_ASSIGNED TASK_:
Wherever "caller" occurs in the entries, copy the line that holds it.

--- --- ---

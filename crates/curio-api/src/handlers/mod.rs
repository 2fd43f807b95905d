//! HTTP handlers for curio-api.

pub mod activations;
pub mod dto;
pub mod institutions;
pub mod items;
pub mod search;
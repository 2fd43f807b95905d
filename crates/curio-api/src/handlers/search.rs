//! Activation results search handler.

use axum::{
    extract::{Query, State},
    Json,
};
use serde::{Deserialize, Serialize};
use uuid::Uuid;

use curio_core::ItemStatus;
use curio_search::SearchParams;

use crate::error::ApiError;
use crate::handlers::dto::EntryDto;
use crate::state::AppState;
use crate::wire_dates::WireDateTime;

/// Query parameters for the activation results listing.
#[derive(Debug, Deserialize)]
pub struct ActivationSearchQuery {
    /// Instant to scope windows by; defaults to now. Accepts a full
    /// timestamp or a bare date (midnight UTC).
    pub date: Option<WireDateTime>,
    pub institution_id: Option<Uuid>,
    pub status: Option<ItemStatus>,
    pub limit: Option<usize>,
    pub offset: Option<usize>,
    /// Whether the caller may see restricted attachments.
    #[serde(default)]
    pub view_restricted: bool,
}

/// One page of activation results on the wire.
#[derive(Debug, Serialize)]
pub struct ResultsPageDto {
    pub title: String,
    pub entries: Vec<EntryDto>,
    pub total: usize,
    pub update_regions: Vec<String>,
}

/// List items with an activation window covering an instant.
///
/// Entries carry their attachments plus the image count badge when more
/// than one image qualifies for the caller.
///
/// # Returns
/// - 200 OK with the results page
/// - 400 Bad Request if `date` fails to parse, with `{ "field": "date" }`
pub async fn search_activations(
    State(state): State<AppState>,
    Query(query): Query<ActivationSearchQuery>,
) -> Result<Json<ResultsPageDto>, ApiError> {
    let mut params = SearchParams::default_params();
    if let Some(date) = query.date {
        params = params.activation_scoped(date.into_inner());
    }
    if let Some(institution_id) = query.institution_id {
        params = params.for_institution(institution_id);
    }
    params.status = query.status;
    if query.limit.is_some() || query.offset.is_some() {
        params = params.page(
            query.limit.unwrap_or(curio_search::DEFAULT_PAGE_SIZE),
            query.offset.unwrap_or(0),
        );
    }

    let page = state
        .assembler
        .assemble(params, query.view_restricted)
        .await?;

    Ok(Json(ResultsPageDto {
        title: page.title,
        total: page.total,
        update_regions: page.update_regions,
        entries: page
            .entries
            .into_iter()
            .map(|e| EntryDto::from_entry(e, state.wire_zone))
            .collect(),
    }))
}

--- --- ---

_SOLUTION FOR THIS PROBLEM_:
    /// Whether the caller may see restricted attachments.
/// than one image qualifies for the caller.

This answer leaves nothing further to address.